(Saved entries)
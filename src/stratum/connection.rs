//! Transport for the stratum session: TCP with optional TLS, framed as
//! newline-delimited lines.
//!
//! The [`Transport`] trait abstracts line-level I/O so the session can run
//! over a real socket in production or a channel-backed mock in tests. The
//! real transport is a tagged [`Stream`] variant — one owner, uniform
//! operations — rather than parallel plain/secure socket handles.

use std::net::SocketAddr;
use std::pin::Pin;
use std::sync::Arc;
use std::task::{Context, Poll};
use std::time::Duration;

use async_trait::async_trait;
use socket2::{SockRef, TcpKeepalive};
use tokio::io::{AsyncBufReadExt, AsyncRead, AsyncWrite, AsyncWriteExt, BufReader, ReadBuf};
use tokio::net::TcpStream;
use tokio_rustls::client::TlsStream;
use tokio_rustls::rustls::pki_types::ServerName;
use tokio_rustls::rustls::{ClientConfig, RootCertStore};
use tokio_rustls::TlsConnector;
use tracing::{debug, error, info, trace, warn};

use crate::stratum::error::{StratumError, StratumResult};
use crate::uri::{ConnectionSpec, SecureLevel};

/// Default CA bundle location when `SSL_CERT_FILE` is not set.
const DEFAULT_CA_BUNDLE: &str = "/etc/ssl/certs/ca-certificates.crt";

/// Coarse liveness guard: probe an idle pool connection after this long.
const KEEPALIVE: Duration = Duration::from_secs(10);

/// Line-level I/O for the stratum protocol.
#[async_trait]
pub trait Transport: Send {
    /// Read one newline-terminated line, trimmed. `None` on EOF.
    async fn read_line(&mut self) -> StratumResult<Option<String>>;

    /// Write one line; the newline is appended here.
    async fn write_line(&mut self, line: &str) -> StratumResult<()>;

    /// Shut the transport down (close_notify for TLS, FIN for TCP).
    async fn close(&mut self) -> StratumResult<()>;
}

/// The underlying byte stream, plain or TLS-wrapped.
pub enum Stream {
    Plain(TcpStream),
    Tls(Box<TlsStream<TcpStream>>),
}

impl AsyncRead for Stream {
    fn poll_read(
        self: Pin<&mut Self>,
        cx: &mut Context<'_>,
        buf: &mut ReadBuf<'_>,
    ) -> Poll<std::io::Result<()>> {
        match self.get_mut() {
            Stream::Plain(s) => Pin::new(s).poll_read(cx, buf),
            Stream::Tls(s) => Pin::new(s.as_mut()).poll_read(cx, buf),
        }
    }
}

impl AsyncWrite for Stream {
    fn poll_write(
        self: Pin<&mut Self>,
        cx: &mut Context<'_>,
        buf: &[u8],
    ) -> Poll<std::io::Result<usize>> {
        match self.get_mut() {
            Stream::Plain(s) => Pin::new(s).poll_write(cx, buf),
            Stream::Tls(s) => Pin::new(s.as_mut()).poll_write(cx, buf),
        }
    }

    fn poll_flush(self: Pin<&mut Self>, cx: &mut Context<'_>) -> Poll<std::io::Result<()>> {
        match self.get_mut() {
            Stream::Plain(s) => Pin::new(s).poll_flush(cx),
            Stream::Tls(s) => Pin::new(s.as_mut()).poll_flush(cx),
        }
    }

    fn poll_shutdown(self: Pin<&mut Self>, cx: &mut Context<'_>) -> Poll<std::io::Result<()>> {
        match self.get_mut() {
            Stream::Plain(s) => Pin::new(s).poll_shutdown(cx),
            Stream::Tls(s) => Pin::new(s.as_mut()).poll_shutdown(cx),
        }
    }
}

/// Buffered pool connection.
pub struct Connection {
    inner: BufReader<Stream>,
    /// Partial-line carry-over between reads. Keeping it here (instead of a
    /// fresh buffer per call) means a cancelled read loses nothing.
    line: String,
}

impl Connection {
    pub fn new(stream: Stream) -> Self {
        Self {
            inner: BufReader::new(stream),
            line: String::with_capacity(4096),
        }
    }

    /// Resolve the pool host to connectable addresses.
    pub async fn resolve(spec: &ConnectionSpec) -> StratumResult<Vec<SocketAddr>> {
        debug!(host = %spec.host, port = spec.port, "resolving pool host");
        Ok(tokio::net::lookup_host((spec.host.as_str(), spec.port))
            .await
            .map_err(|source| StratumError::Resolve {
                host: spec.host.clone(),
                port: spec.port,
                source,
            })?
            .collect())
    }

    /// Connect to the first reachable resolved address and arm keepalive.
    pub async fn connect(
        spec: &ConnectionSpec,
        addrs: Vec<SocketAddr>,
    ) -> StratumResult<(TcpStream, SocketAddr)> {
        let mut last_error: Option<std::io::Error> = None;
        let mut connected = None;
        for addr in addrs {
            match TcpStream::connect(addr).await {
                Ok(stream) => {
                    connected = Some((stream, addr));
                    break;
                }
                Err(err) => last_error = Some(err),
            }
        }
        let (tcp, peer) = connected.ok_or_else(|| StratumError::Connect {
            host: spec.host.clone(),
            port: spec.port,
            message: last_error
                .map(|e| e.to_string())
                .unwrap_or_else(|| "no addresses resolved".to_string()),
        })?;

        let keepalive = TcpKeepalive::new()
            .with_time(KEEPALIVE)
            .with_interval(KEEPALIVE);
        if let Err(err) = SockRef::from(&tcp).set_tcp_keepalive(&keepalive) {
            warn!(%err, "could not enable tcp keepalive");
        }

        Ok((tcp, peer))
    }

    /// Wrap the socket per the configured security level, performing the
    /// TLS handshake when one is called for.
    pub async fn handshake(spec: &ConnectionSpec, tcp: TcpStream) -> StratumResult<Stream> {
        let level = match spec.secure {
            SecureLevel::None => return Ok(Stream::Plain(tcp)),
            level => level,
        };

        debug!(host = %spec.host, ?level, "starting TLS handshake");
        let config = tls_config(level);
        let name = ServerName::try_from(spec.host.clone()).map_err(|err| {
            StratumError::Handshake(format!("invalid server name {}: {err}", spec.host))
        })?;
        let connector = TlsConnector::from(config);
        match connector.connect(name, tcp).await {
            Ok(tls) => Ok(Stream::Tls(Box::new(tls))),
            Err(err) => {
                let message = err.to_string();
                if message.to_lowercase().contains("certificate") {
                    info!("Certificate verification failed. This can have multiple reasons:");
                    info!("* Root certs are either not installed or not found");
                    info!("* Pool uses a self-signed certificate");
                    info!(
                        "Possible fixes: install the ca-certificates package, or point \
                         SSL_CERT_FILE at a valid CA bundle"
                    );
                }
                Err(StratumError::Handshake(message))
            }
        }
    }
}

/// Build the rustls client configuration for the requested level.
///
/// Peer verification is always enabled; an unreadable CA bundle is logged
/// and produces an empty root store, so the handshake that follows fails
/// with a clear verification error instead of silently trusting the peer.
fn tls_config(level: SecureLevel) -> Arc<ClientConfig> {
    let builder = match level {
        SecureLevel::Tls12 => ClientConfig::builder_with_protocol_versions(&[
            &tokio_rustls::rustls::version::TLS12,
        ]),
        _ => ClientConfig::builder(),
    };
    let config = builder
        .with_root_certificates(load_root_certs())
        .with_no_client_auth();
    Arc::new(config)
}

fn load_root_certs() -> RootCertStore {
    let path =
        std::env::var("SSL_CERT_FILE").unwrap_or_else(|_| DEFAULT_CA_BUNDLE.to_string());
    let mut roots = RootCertStore::empty();
    match std::fs::File::open(&path) {
        Ok(file) => {
            let mut reader = std::io::BufReader::new(file);
            for cert in rustls_pemfile::certs(&mut reader).flatten() {
                let _ = roots.add(cert);
            }
        }
        Err(err) => {
            error!(%path, %err, "failed to load ca certificates");
            error!(
                "Either the file '{DEFAULT_CA_BUNDLE}' does not exist or the environment \
                 variable SSL_CERT_FILE is set to an invalid or inaccessible file."
            );
            error!("It is possible that certificate verification will fail.");
        }
    }
    roots
}

#[async_trait]
impl Transport for Connection {
    async fn read_line(&mut self) -> StratumResult<Option<String>> {
        loop {
            if let Some(pos) = self.line.find('\n') {
                let remainder = self.line.split_off(pos + 1);
                let mut line = std::mem::replace(&mut self.line, remainder);
                line.pop();
                let line = line.trim();
                if line.is_empty() {
                    continue;
                }
                trace!(rx = %line, "received frame");
                return Ok(Some(line.to_string()));
            }

            let read = self
                .inner
                .read_line(&mut self.line)
                .await
                .map_err(StratumError::Read)?;
            if read == 0 {
                // EOF; any partial trailing line is unusable
                return Ok(None);
            }
        }
    }

    async fn write_line(&mut self, line: &str) -> StratumResult<()> {
        trace!(tx = %line, "sending frame");
        let stream = self.inner.get_mut();
        stream
            .write_all(line.as_bytes())
            .await
            .map_err(StratumError::Write)?;
        stream.write_all(b"\n").await.map_err(StratumError::Write)?;
        stream.flush().await.map_err(StratumError::Write)?;
        Ok(())
    }

    async fn close(&mut self) -> StratumResult<()> {
        self.inner
            .get_mut()
            .shutdown()
            .await
            .map_err(StratumError::Write)
    }
}

/// Channel-backed transport for deterministic testing.
///
/// Works with `tokio::time::pause()` since no real I/O is involved. Create
/// a pair with [`MockTransport::pair()`]; the transport is the session's
/// side, the handle is the test's side.
#[cfg(test)]
pub(crate) struct MockTransport {
    rx: tokio::sync::mpsc::UnboundedReceiver<String>,
    tx: tokio::sync::mpsc::UnboundedSender<String>,
}

/// Test-side handle for a [`MockTransport`].
#[cfg(test)]
pub(crate) struct MockTransportHandle {
    tx: tokio::sync::mpsc::UnboundedSender<String>,
    rx: tokio::sync::mpsc::UnboundedReceiver<String>,
}

#[cfg(test)]
impl MockTransport {
    pub fn pair() -> (Self, MockTransportHandle) {
        let (session_tx, handle_rx) = tokio::sync::mpsc::unbounded_channel();
        let (handle_tx, session_rx) = tokio::sync::mpsc::unbounded_channel();
        (
            MockTransport {
                rx: session_rx,
                tx: session_tx,
            },
            MockTransportHandle {
                tx: handle_tx,
                rx: handle_rx,
            },
        )
    }
}

#[cfg(test)]
#[async_trait]
impl Transport for MockTransport {
    async fn read_line(&mut self) -> StratumResult<Option<String>> {
        Ok(self.rx.recv().await)
    }

    async fn write_line(&mut self, line: &str) -> StratumResult<()> {
        self.tx
            .send(line.to_string())
            .map_err(|_| StratumError::Disconnected)
    }

    async fn close(&mut self) -> StratumResult<()> {
        Ok(())
    }
}

#[cfg(test)]
impl MockTransportHandle {
    /// Feed a raw line to the session.
    pub fn send_line(&self, line: &str) {
        self.tx.send(line.to_string()).expect("transport dropped");
    }

    /// Receive a line the session wrote.
    pub async fn recv_line(&mut self) -> String {
        self.rx.recv().await.expect("transport dropped")
    }
}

» **EXERCISE REQUIREMENTS**
What you give back must be the stretch above, starting at the line with "verification failed. This" and ending at the line with "SSL_CERT_FILE at a", copied exactly.

» **ANSWER TO THE EXERCISE**
                    info!("Certificate verification failed. This can have multiple reasons:");
                    info!("* Root certs are either not installed or not found");
                    info!("* Pool uses a self-signed certificate");
                    info!(
                        "Possible fixes: install the ca-certificates package, or point \
                         SSL_CERT_FILE at a valid CA bundle"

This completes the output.